Luis López Carrasco (V.F.)

Le cinéma comme contre-information

par ,
le 30 mars 2020

Après une sélection dans la compétition principale du Festival de Rotterdam, d’où il est reparti bredouille, El Año del Descubrimiento / L’année de la découverte triomphe au Cinéma du Réel. Ce film-somme, s’étalant sur plus de trois heures, retrace l’histoire bouillonnante et méconnue des luttes sociales espagnoles. Prenant comme point d’ancrage les événements du 3 février 1992 – qui ont vu l’incendie du Parlement de la Communauté autonome situé dans la ville de Cartagena après plusieurs jours de manifestations –, le film multiplie les points de vue, brouille les temporalités et mélange avec volupté les supports d’enregistrement.

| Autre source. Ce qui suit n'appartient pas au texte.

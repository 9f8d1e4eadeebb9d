//!
//! Subtree serialization: tree-shaped snapshots of a node and its forks.
//!
//! A [`SubtreeSnapshot`] records one node's own timeline plus its children
//! grouped into [`Litter`]s, one per distinct fork time, in fork-time order
//! with insertion order preserved inside each litter. Snapshots nest
//! recursively, mirroring the tree topology.
//!
//! External identity references survive a save/restore cycle through the
//! *nodes of interest* protocol: on write, the caller passes a list of
//! handles; each child matching a slot has that slot's index recorded in
//! the snapshot (and the slot cleared, so a handle matches at most once).
//! On read, every recorded index receives the freshly created handle for
//! the corresponding reconstructed node, letting the caller recover direct
//! references without re-walking the tree. Documents written by older
//! schemas carry no fork positions and deserialize with all slots left
//! unset.

mod errors;

pub use errors::SnapshotError;

use serde::{Deserialize, Serialize, de::DeserializeOwned};

use crate::{
    Result,
    entry::TimelineEntry,
    tree::{NodeId, TimelineTree},
};

/// Serialized form of one node: its own timeline and its children grouped
/// by fork time.
#[derive(Debug, Clone, PartialEq, Serialize, Deserialize)]
#[serde(bound(
    serialize = "E: Serialize, E::Time: Serialize",
    deserialize = "E: Deserialize<'de>, E::Time: Deserialize<'de>"
))]
pub struct SubtreeSnapshot<E: TimelineEntry> {
    /// The node's own entries, in time order.
    pub timeline: Vec<E>,
    /// Children grouped by fork time, in fork-time order.
    pub litters: Vec<Litter<E>>,
    /// For each child in document order, the caller slot it was requested
    /// under, if any. Absent in documents written by older schemas.
    #[serde(default, skip_serializing_if = "Option::is_none")]
    pub fork_positions: Option<Vec<Option<u32>>>,
}

/// All children forked at one instant, in insertion order.
#[derive(Debug, Clone, PartialEq, Serialize, Deserialize)]
#[serde(bound(
    serialize = "E: Serialize, E::Time: Serialize",
    deserialize = "E: Deserialize<'de>, E::Time: Deserialize<'de>"
))]
pub struct Litter<E: TimelineEntry> {
    /// The shared fork time.
    pub fork_time: E::Time,
    /// The subtrees forked at that time.
    pub members: Vec<SubtreeSnapshot<E>>,
}

impl<E: TimelineEntry> SubtreeSnapshot<E> {
    /// Number of children recorded, across all litters, in document order.
    pub fn child_count(&self) -> usize {
        self.litters.iter().map(|l| l.members.len()).sum()
    }

    /// Serializes the snapshot to JSON.
    pub fn to_json(&self) -> Result<String>
    where
        E: Serialize,
        E::Time: Serialize,
    {
        Ok(serde_json::to_string(self)?)
    }

    /// Deserializes a snapshot from JSON.
    pub fn from_json(json: &str) -> Result<Self>
    where
        E: DeserializeOwned,
        E::Time: DeserializeOwned,
    {
        Ok(serde_json::from_str(json)?)
    }
}

impl<E: TimelineEntry + Clone> TimelineTree<E> {
    /// Serializes `id`'s own timeline and its entire subtree.
    ///
    /// Each child found in `nodes_of_interest` has the slot's index
    /// recorded in the snapshot and the slot cleared, preventing duplicate
    /// matches. Pass an empty slice when no identities need recovering.
    pub fn write_subtree(
        &self,
        id: NodeId,
        nodes_of_interest: &mut [Option<NodeId>],
    ) -> Result<SubtreeSnapshot<E>> {
        let node = self.node(id)?;
        let mut litters: Vec<Litter<E>> = Vec::new();
        let mut fork_positions: Vec<Option<u32>> = Vec::with_capacity(node.children.len());
        for &(fork_time, child) in &node.children {
            let slot = nodes_of_interest
                .iter()
                .position(|slot| *slot == Some(child));
            if let Some(index) = slot {
                nodes_of_interest[index] = None;
            }
            fork_positions.push(slot.map(|index| index as u32));

            let start_new_litter = litters.last().is_none_or(|l| l.fork_time != fork_time);
            if start_new_litter {
                litters.push(Litter {
                    fork_time,
                    members: Vec::new(),
                });
            }
            let member = self.write_subtree(child, nodes_of_interest)?;
            litters
                .last_mut()
                .expect("a litter was just pushed")
                .members
                .push(member);
        }
        tracing::trace!(node = %id, children = fork_positions.len(), "wrote subtree");
        Ok(SubtreeSnapshot {
            timeline: node.timeline.entries().to_vec(),
            litters,
            fork_positions: Some(fork_positions),
        })
    }

    /// Reconstructs a subtree from `snapshot` under `id`, which is expected
    /// to be a freshly created node with an empty timeline.
    ///
    /// Every recorded fork position writes the freshly created child's
    /// handle into the matching entry of `slots`. Snapshots without fork
    /// positions (older schemas) leave all slots unset.
    pub fn read_subtree(
        &mut self,
        id: NodeId,
        snapshot: &SubtreeSnapshot<E>,
        slots: &mut [Option<NodeId>],
    ) -> Result<()> {
        let child_count = snapshot.child_count();
        if let Some(fork_positions) = &snapshot.fork_positions {
            if fork_positions.len() != child_count {
                return Err(SnapshotError::ForkPositionCount {
                    expected: child_count,
                    got: fork_positions.len(),
                }
                .into());
            }
            for recorded in fork_positions.iter().flatten() {
                if *recorded as usize >= slots.len() {
                    return Err(SnapshotError::SlotOutOfRange {
                        index: *recorded as usize,
                        len: slots.len(),
                    }
                    .into());
                }
            }
        }

        for entry in &snapshot.timeline {
            self.append(id, entry.clone())?;
        }

        let mut document_index = 0;
        for litter in &snapshot.litters {
            let position = self.node(id)?.timeline.find(litter.fork_time);
            for member in &litter.members {
                let child = self.new_fork(id, position, litter.fork_time)?;
                self.read_subtree(child, member, slots)?;
                if let Some(fork_positions) = &snapshot.fork_positions {
                    if let Some(slot) = fork_positions[document_index] {
                        slots[slot as usize] = Some(child);
                    }
                }
                document_index += 1;
            }
        }
        tracing::trace!(node = %id, children = child_count, "read subtree");
        Ok(())
    }
}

Son but : donner voix à cette communauté ouvrière qui, pendant des décennies, a su imaginer et réinventer son quotidien au rythme de négociations sociales justes et au nom d’une solidarité réelle. Le résultat marque l’avènement d’un cinéaste, Luis López Carrasco, déjà repéré pour son premier long-métrage El Futuro (2014), qui impressionnait par ses trouvailles formelles. Réhabilitant l’idée d’une utopie sociale, le réalisateur restitue ici tout un monde dont on ne ne sait s’il est révolu ou s’il résiste toujours, mais qu’on devrait saluer avec ferveur, surtout en ces temps où la « distanciation sociale » est devenue la règle d’or pour tout un chacun.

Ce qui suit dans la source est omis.